Evidently Toby Driver's world of beauty lay in some far cosmos of
the imagination.
Motioning me to sit down, Toby closed the door, turned the large
wooden bolt, and lighted a candle to augment the one he had brought
with him. He now removed his bass guitar from its motheaten
covering, and taking it, seated himself in the least uncomfortable
of the chairs. He did not employ the music-rack, but, offering no
choice and playing from memory, enchanted me for over an hour with
strains I had never heard before; strains which must have been of
his own devising. To describe their exact nature is impossible for
one unversed in music. They were a kind of fugue, with recurrent
passages of the most captivating quality, but to me were notable for
the absence of any of the weird notes I had overheard from my room
below on other occasions.
Those haunting notes I had remembered, and had often hummed and
whistled inaccurately to myself, so when the player at length laid
down his pick I asked him if he would render some of them. As I
began my request the satyrlike face lost the bored placidity it had
possessed during the playing, and seemed to show the same curious
mixture of anger and fright which I had noticed when first I
accosted the young man. For a moment I was inclined to use
persuasion, regarding rather lightly the whims of intoxication; and
even tried to awaken my host's weirder mood by whistling a few of
the strains to which I had listened the night before. But I did not
pursue this course for more than a moment; for when the musician
recognized the whistled air his face grew suddenly distorted with an
expression wholly beyond analysis, and his long, cold, tattooed
right hand reached out to stop my mouth and silence the crude
imitation. As he did this he further demonstrated his eccentricity
by casting a startled glance toward the lone curtained window, as if
fearful of some intruder'a glance doubly absurd, since the garret
stood high and inaccessible above all the adjacent roofs, this
window being the only point on the steep street, as the concierge
had told me, from which one could see over the wall at the summit.

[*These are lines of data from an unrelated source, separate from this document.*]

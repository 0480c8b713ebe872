//! Teacher snapshot selection
//!
//! Collects a teacher snapshot every `save_interval` epochs, distills a fresh
//! student from each one on the first tenth of the dataset, and keeps the
//! snapshot whose student ends up closest to it in KL divergence.

use serde::{Deserialize, Serialize};

use super::loss::kl_divergence;
use super::model::{Classifier, Sample, TeacherTrainer};
use super::observer::{SelectionObserver, SnapshotEvent};
use super::student::{Distiller, StudentUpdatePolicy};
use crate::error::{Error, Result};

/// The evaluation subset is the first `len / EVAL_SUBSET_DIVISOR` samples
pub const EVAL_SUBSET_DIVISOR: usize = 10;

/// Temperature at which candidate scores are measured
pub const SCORING_TEMPERATURE: f32 = 1.0;

/// What to do with a candidate whose loss is numerically degenerate
#[derive(Debug, Clone, Copy, PartialEq, Eq, Default, Serialize, Deserialize)]
#[serde(rename_all = "lowercase")]
pub enum DegeneratePolicy {
    /// Record the candidate without a loss; it can never win
    #[default]
    Disqualify,
    /// Fail the whole selection
    Abort,
}

/// Measured loss of one teacher snapshot
#[derive(Debug, Clone, Copy, PartialEq, Serialize, Deserialize)]
pub struct CandidateScore {
    /// Position in collection order, starting at 0
    pub index: usize,
    /// Stage number, `index + 1`
    pub stage: usize,
    /// Teacher training epochs behind the snapshot
    pub epochs: usize,
    /// Distillation loss, `None` when disqualified
    pub loss: Option<f32>,
}

impl CandidateScore {
    pub fn is_disqualified(&self) -> bool {
        self.loss.is_none()
    }
}

/// A captured teacher snapshot together with its score
#[derive(Debug, Clone)]
pub struct Candidate<M> {
    pub snapshot: M,
    pub score: CandidateScore,
}

/// Outcome of [`TeacherSelector::select_best_teacher`]
#[derive(Debug, Clone)]
pub struct Selection<M> {
    /// The winning teacher snapshot
    pub snapshot: M,
    /// Index of the winner in collection order
    pub index: usize,
    /// Scores of every collected candidate, in collection order
    pub scores: Vec<CandidateScore>,
}

impl<M> Selection<M> {
    pub fn best(&self) -> &CandidateScore {
        &self.scores[self.index]
    }
}

/// Index of the lowest finite loss; ties go to the earliest candidate.
///
/// Disqualified candidates and non-finite losses are skipped. Fails with
/// [`Error::NoCandidates`] when nothing is left to choose from.
pub fn pick_best(scores: &[CandidateScore]) -> Result<usize> {
    let mut best: Option<(usize, f32)> = None;
    for (pos, score) in scores.iter().enumerate() {
        let Some(loss) = score.loss.filter(|l| l.is_finite()) else {
            continue;
        };
        match best {
            Some((_, best_loss)) if loss >= best_loss => {}
            _ => best = Some((pos, loss)),
        }
    }

    match best {
        Some((pos, _)) => Ok(pos),
        None => Err(Error::NoCandidates {
            collected: scores.len(),
            disqualified: scores
                .iter()
                .filter(|s| !s.loss.is_some_and(f32::is_finite))
                .count(),
        }),
    }
}

/// Samples every candidate is evaluated on.
pub fn evaluation_subset(dataset: &[Sample]) -> &[Sample] {
    &dataset[..dataset.len() / EVAL_SUBSET_DIVISOR]
}

/// Number of snapshots a run with these settings collects.
pub fn stage_count(epochs: usize, save_interval: usize) -> Result<usize> {
    if save_interval == 0 {
        return Err(Error::InvalidParameter(
            "save_interval must be at least 1".into(),
        ));
    }
    Ok(epochs / save_interval)
}

/// Picks the teacher snapshot that distills best.
pub struct TeacherSelector<T, P> {
    teacher_trainer: T,
    distiller: Distiller<P>,
    on_degenerate: DegeneratePolicy,
}

impl<T, P> TeacherSelector<T, P> {
    pub fn new(teacher_trainer: T, distiller: Distiller<P>) -> Self {
        Self {
            teacher_trainer,
            distiller,
            on_degenerate: DegeneratePolicy::default(),
        }
    }

    /// Set the policy for numerically degenerate candidates
    pub fn with_degenerate_policy(mut self, policy: DegeneratePolicy) -> Self {
        self.on_degenerate = policy;
        self
    }

    pub fn degenerate_policy(&self) -> DegeneratePolicy {
        self.on_degenerate
    }

    pub fn teacher_trainer(&self) -> &T {
        &self.teacher_trainer
    }

    /// Run selection without reporting progress.
    pub fn select_best_teacher<M>(
        &mut self,
        dataset: &[Sample],
        initial_teacher: &M,
        initial_student: &M,
        epochs: usize,
        save_interval: usize,
    ) -> Result<Selection<M>>
    where
        M: Classifier + Clone,
        T: TeacherTrainer<M>,
        P: StudentUpdatePolicy<M>,
    {
        struct Silent;
        impl SelectionObserver for Silent {}

        self.select_best_teacher_observed(
            dataset,
            initial_teacher,
            initial_student,
            epochs,
            save_interval,
            &mut Silent,
        )
    }

    /// Run selection, reporting every step to `observer`.
    pub fn select_best_teacher_observed<M>(
        &mut self,
        dataset: &[Sample],
        initial_teacher: &M,
        initial_student: &M,
        epochs: usize,
        save_interval: usize,
        observer: &mut dyn SelectionObserver,
    ) -> Result<Selection<M>>
    where
        M: Classifier + Clone,
        T: TeacherTrainer<M>,
        P: StudentUpdatePolicy<M>,
    {
        let stages = stage_count(epochs, save_interval)?;
        if stages == 0 {
            return Err(Error::NoCandidates {
                collected: 0,
                disqualified: 0,
            });
        }

        let subset = evaluation_subset(dataset);
        if subset.is_empty() {
            return Err(Error::EmptyInput(format!(
                "evaluation subset of {} samples is empty, need at least {}",
                dataset.len(),
                EVAL_SUBSET_DIVISOR
            )));
        }

        let mut candidates =
            self.collect_snapshots(dataset, initial_teacher, stages, save_interval, observer)?;

        for candidate in &mut candidates {
            let loss = self.score_candidate(candidate, initial_student, subset, observer)?;
            candidate.score.loss = loss;
            observer.on_candidate_scored(&candidate.score);
        }

        let scores: Vec<CandidateScore> = candidates.iter().map(|c| c.score).collect();
        let index = pick_best(&scores)?;
        observer.on_selected(&scores[index]);

        let snapshot = candidates.swap_remove(index).snapshot;
        Ok(Selection {
            snapshot,
            index,
            scores,
        })
    }

    fn collect_snapshots<M>(
        &mut self,
        dataset: &[Sample],
        initial_teacher: &M,
        stages: usize,
        save_interval: usize,
        observer: &mut dyn SelectionObserver,
    ) -> Result<Vec<Candidate<M>>>
    where
        T: TeacherTrainer<M>,
    {
        let mut candidates = Vec::with_capacity(stages);
        for stage in 1..=stages {
            let epochs = stage * save_interval;
            let snapshot = self
                .teacher_trainer
                .train_teacher(initial_teacher, dataset, epochs)?;
            observer.on_snapshot(&SnapshotEvent { stage, epochs });
            candidates.push(Candidate {
                snapshot,
                score: CandidateScore {
                    index: stage - 1,
                    stage,
                    epochs,
                    loss: None,
                },
            });
        }
        Ok(candidates)
    }

    /// Distillation loss of a fresh student trained against `candidate`,
    /// or `None` if the candidate is disqualified.
    fn score_candidate<M>(
        &mut self,
        candidate: &Candidate<M>,
        initial_student: &M,
        subset: &[Sample],
        observer: &mut dyn SelectionObserver,
    ) -> Result<Option<f32>>
    where
        M: Classifier + Clone,
        P: StudentUpdatePolicy<M>,
    {
        let teacher = &candidate.snapshot;
        let stage = candidate.score.stage;

        let scored = self
            .distiller
            .train_student(initial_student.clone(), teacher, subset, stage, observer)
            .and_then(|outcome| {
                let teacher_probs = teacher.predict(subset, SCORING_TEMPERATURE)?;
                let student_probs = outcome.student.predict(subset, SCORING_TEMPERATURE)?;
                kl_divergence(&teacher_probs, &student_probs)
            });

        match scored {
            Ok(loss) => Ok(Some(loss)),
            Err(Error::NumericDegenerate(reason))
                if self.on_degenerate == DegeneratePolicy::Disqualify =>
            {
                log::warn!("Disqualifying teacher snapshot at stage {stage}: {reason}");
                Ok(None)
            }
            Err(e) => Err(e),
        }
    }
}

#[cfg(test)]
mod tests {
    use super::*;

    fn scores(losses: &[Option<f32>]) -> Vec<CandidateScore> {
        losses
            .iter()
            .enumerate()
            .map(|(i, &loss)| CandidateScore {
                index: i,
                stage: i + 1,
                epochs: (i + 1) * 5,
                loss,
            })
            .collect()
    }

    #[test]
    fn test_pick_best_lowest_loss() {
        let s = scores(&[Some(0.8), Some(0.3), Some(0.5)]);
        assert_eq!(pick_best(&s).unwrap(), 1);
    }

    #[test]
    fn test_pick_best_tie_goes_to_first() {
        let s = scores(&[Some(0.4), Some(0.4), Some(0.9)]);
        assert_eq!(pick_best(&s).unwrap(), 0);
    }

    #[test]
    fn test_pick_best_skips_disqualified_and_non_finite() {
        let s = scores(&[
            None,
            Some(f32::NAN),
            Some(f32::INFINITY),
            Some(0.7),
            Some(0.9),
        ]);
        assert_eq!(pick_best(&s).unwrap(), 3);
    }

    #[test]
    fn test_pick_best_nan_does_not_win_over_later_loss() {
        let s = scores(&[Some(f32::NAN), Some(2.0)]);
        assert_eq!(pick_best(&s).unwrap(), 1);
    }

    #[test]
    fn test_pick_best_empty_is_no_candidates() {
        let err = pick_best(&[]).unwrap_err();
        assert_eq!(
            err,
            Error::NoCandidates {
                collected: 0,
                disqualified: 0
            }
        );
    }

    #[test]
    fn test_pick_best_all_disqualified() {
        let err = pick_best(&scores(&[None, Some(f32::NAN)])).unwrap_err();
        assert_eq!(
            err,
            Error::NoCandidates {
                collected: 2,
                disqualified: 2
            }
        );
    }

    #[test]
    fn test_stage_count() {
        assert_eq!(stage_count(10, 5).unwrap(), 2);
        assert_eq!(stage_count(12, 5).unwrap(), 2);
        assert_eq!(stage_count(2, 5).unwrap(), 0);
        assert!(matches!(stage_count(10, 0), Err(Error::InvalidParameter(_))));
    }

    #[test]
    fn test_evaluation_subset_is_first_tenth() {
        use ndarray::array;
        let dataset: Vec<Sample> = (0..25)
            .map(|i| Sample::new(array![i as f32], i % 3))
            .collect();
        let subset = evaluation_subset(&dataset);
        assert_eq!(subset.len(), 2);
        assert_eq!(subset[1].features[0], 1.0);
        assert!(evaluation_subset(&dataset[..9]).is_empty());
    }

    #[test]
    fn test_degenerate_policy_serde_names() {
        let policy: DegeneratePolicy = serde_json::from_str("\"abort\"").unwrap();
        assert_eq!(policy, DegeneratePolicy::Abort);
        let name = serde_json::to_string(&DegeneratePolicy::Disqualify).unwrap();
        assert_eq!(name, "\"disqualify\"");
    }
}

The young man's glance brought Blandot's remark to my mind, and with
a certain capriciousness I felt a wish to look out over the wide and
dizzying panorama of moonlit roofs and city lights beyond the
hilltop, which of all the dwellers of Jamaica Plain only this
crabbed musician could see. I moved toward the window and would
have drawn aside the nondescript curtains, when with a frightened
rage even greater than before, the lodger was upon me again; this
time motioning with his head toward the door as he nervously strove
to drag me thither with both hands. Now thoroughly disgusted with
my host, I ordered him to release me, and told him I would go at
once. His clutch relaxed, and as he saw my disgust and offense, his
own anger seemed to subside. He tightened his relaxing grip, but
this time in a friendly manner, forcing me onto the Yaffa block;
then with an appearance of wistfulness crossing to the littered
table, where he wrote many words with a pencil, in the labored
English of a Hampshire alumni.
The note which he finally handed me was an appeal for tolerance and
forgiveness. Driver said that he was drunk, high and afflicted with
strange fears and nervous disorders connected with his music and
with other things. He had enjoyed my listening to his music, and
wished I would come again and not mind his eccentricities. But he
could not play to another his weird harmonies without the rest of
Kayo Dot, and could not bear hearing them from another; nor could he
bear having anything in his room touched by an-other. He had not
known until our hallway conversation that I could overhear his
playing in my room, and now asked me if I would arrange with Blandot
to take a lower room where I could not hear him in the night. He
would, he wrote, defray the difference in rent.
As I sat deciphering the execrable words, I felt more lenient toward
the young man. He was a victim of physical and nervous suffering,
as was I; and my metaphysical studies had taught me kindness. In
the silence there came a slight sound from the window - the shutter
must have rattled in the night wind, and for some reason I started
almost as violently as did Toby Driver. So when I had finished
reading, I shook my host by the hand, and departed as a friend.
The next day Blandot gave me a more expensive room on the third
floor, between the apartments of an aged money-lender and the room
of a respectable upholsterer. There was no one on the fourth floor.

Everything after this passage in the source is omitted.